Le bac en poche, Sandrine Bertho hésite entre s’engager dans une fac de médecine ou faire de la voile son métier à part entière. À 17 ans, en 1985, peu de femmes choisissaient cette voie professionnelle mais la passion fut plus forte que tout. La jeune femme embarque pour l’école des chefs de base des Glénans avant de passer une formation de skipper professionnel. « J’ai un peu travaillé comme skipper, puis on a ouvert une boîte de location de bateaux à La Rochelle avec le père de mes filles, Olivier Grassi. Tout est allé très vite, l’entreprise, les enfants, la vie de famille… »

Puis, les chemins des deux voileux se séparent. Mère célibataire avec deux filles en bas âge, Sandrine se lance dans une formation d’infirmière, un retour à ses premiers amours. « En parallèle, j’ai acheté un Mini pour faire de la croisière avec mes filles, raconte Sandrine Bertho. Au moment où j’ai eu le bateau, je pensais vraiment que je l’achetais pour ça, j’avais complètement oublié que faire la Mini-transat était un de mes grands rêves quand j’étais plus jeune… »

Mère célibataire, elle se lance dans un projet de Mini-transat

Le virus de la Mini est revenu à grand pas quand elle a rencontré plusieurs ministes sur le ponton de la Rochelle. Il y a eu un déclic. Alors Sandrine mène de front ses études d’infirmières et sa préparation pour la Mini-transat, tout en élevant ses deux filles. « J’ai mis quatre ans à préparer la course au lieu de deux. Heureusement, j’avais des parents très présents qui ont pu m’épauler pour les filles quand je partais en mer, sinon, cela n’aurait pas été possible… »

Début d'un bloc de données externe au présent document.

use actix_web::{get, http::Method, web, HttpRequest, HttpResponse, Responder};
use chrono::Utc;
use serde_json::json;
use std::io::ErrorKind;
use std::path::PathBuf;

use crate::error::{messages, AppError};

/// Location of the browser client's `index.html`.
#[derive(Debug, Clone)]
pub struct AppShell {
    index: PathBuf,
}

impl AppShell {
    pub fn new(frontend_dir: impl Into<PathBuf>) -> Self {
        Self {
            index: frontend_dir.into().join("index.html"),
        }
    }
}

/// Health check endpoint
///
/// Returns the current status of the API and timestamp.
#[get("/health")]
pub async fn health() -> impl Responder {
    HttpResponse::Ok().json(json!({
        "status": "ok",
        "timestamp": Utc::now()
    }))
}

/// Fallback for every unmatched route.
///
/// `GET`/`HEAD` requests receive the client application shell so the browser app can
/// take over; anything else is a JSON 404.
pub async fn app_shell(
    req: HttpRequest,
    shell: web::Data<AppShell>,
) -> Result<HttpResponse, AppError> {
    if req.method() != Method::GET && req.method() != Method::HEAD {
        return Err(AppError::NotFound(messages::ROUTE_NOT_FOUND.into()));
    }

    match tokio::fs::read(&shell.index).await {
        Ok(html) => Ok(HttpResponse::Ok()
            .content_type("text/html; charset=utf-8")
            .body(html)),
        Err(e) if e.kind() == ErrorKind::NotFound => {
            log::warn!("application shell missing at {}", shell.index.display());
            Ok(HttpResponse::NotFound()
                .content_type("text/plain; charset=utf-8")
                .body(format!(
                    "Arquivo não encontrado: {}. Verifique se a estrutura de pastas está correta.",
                    shell.index.display()
                )))
        }
        Err(e) => Err(AppError::InternalServerError(format!(
            "failed to read {}: {}",
            shell.index.display(),
            e
        ))),
    }
}
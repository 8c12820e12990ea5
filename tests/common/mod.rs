#![allow(dead_code)]

use actix_web::{
    body::MessageBody,
    dev::{Service, ServiceResponse},
    http::{header, StatusCode},
    test,
};
use serde_json::json;
use std::path::PathBuf;

use taskboard::{db, AppState};

pub const JWT_SECRET: &str = "integration-test-secret";

/// Fresh in-memory database and services for one test.
pub async fn test_state() -> AppState {
    let pool = db::connect_in_memory()
        .await
        .expect("Failed to create in-memory test DB");
    AppState::from_parts(pool, JWT_SECRET, PathBuf::from("frontend"))
}

pub fn bearer(token: &str) -> (header::HeaderName, String) {
    (header::AUTHORIZATION, format!("Bearer {}", token))
}

/// Registers a user through the API, logs in, and returns the bearer token.
pub async fn register_and_login<S, B>(app: &S, name: &str, email: &str, password: &str) -> String
where
    S: Service<actix_http::Request, Response = ServiceResponse<B>, Error = actix_web::Error>,
    B: MessageBody,
{
    let req = test::TestRequest::post()
        .uri("/api/auth/register")
        .set_json(json!({ "name": name, "email": email, "password": password }))
        .to_request();
    let resp = test::call_service(app, req).await;
    assert_eq!(resp.status(), StatusCode::CREATED, "Failed to register {}", email);

    let req = test::TestRequest::post()
        .uri("/api/auth/login")
        .set_json(json!({ "email": email, "password": password }))
        .to_request();
    let resp = test::call_service(app, req).await;
    assert_eq!(resp.status(), StatusCode::OK, "Failed to log in {}", email);

    let body: serde_json::Value = test::read_body_json(resp).await;
    body["token"]
        .as_str()
        .expect("login response carries a token")
        .to_string()
}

Sandrine Bertho prend le départ de la Mini-transat en 2009, sans sponsor, seule à la barre de son projet. « Je ne voulais avoir de compte à rendre à personne. Les partenaires, c’est bien, mais il y a toujours une contrepartie. J’avais un peu de sous, à la suite de la vente de l’entreprise à La Rochelle, cela m’a donc aidé à concrétiser le projet. »

Pour la passionnée, la Mini-transat fut un véritable havre de paix. « J’adore naviguer en solitaire. Cette période de deux mois fut une bulle de tranquillité, sans contrainte, sans téléphone. C’était vraiment hyper fluide et reposant. »

À 40 ans, elle prend le départ de la Mini-transat

Sandrine Bertho avait 40 ans quand elle a pris le départ de la Mini-transat. « J’étais parmi les plus âgées et la seule qui avait des enfants, se souvient-elle. Cela m’a valu d’ailleurs pas mal de réflexions, notamment à l’hôpital. Mes collègues n’étaient pas bienveillants. J’ai d’ailleurs arrêté le travail avant de prendre le départ de la Mini. »

Le fait de laisser ses enfants pour faire une course au large n’était pas toujours vu d’un bon œil. « C’est comme si c’était un peu suspect de laisser tes enfants pour partir faire une transat quand tu es une femme alors qu’il y a plein de skippers qui ont des enfants et qui le font et ça ne pose jamais de problème…, déplore-t-elle. Cependant, je n’ai pas souffert de ces réflexions car je savais que pour mes filles, avoir des parents qui ont d’autres centres d’intérêt qu’elles, c’est un gage de bonne santé mentale. Cela ne m’a jamais atteint. »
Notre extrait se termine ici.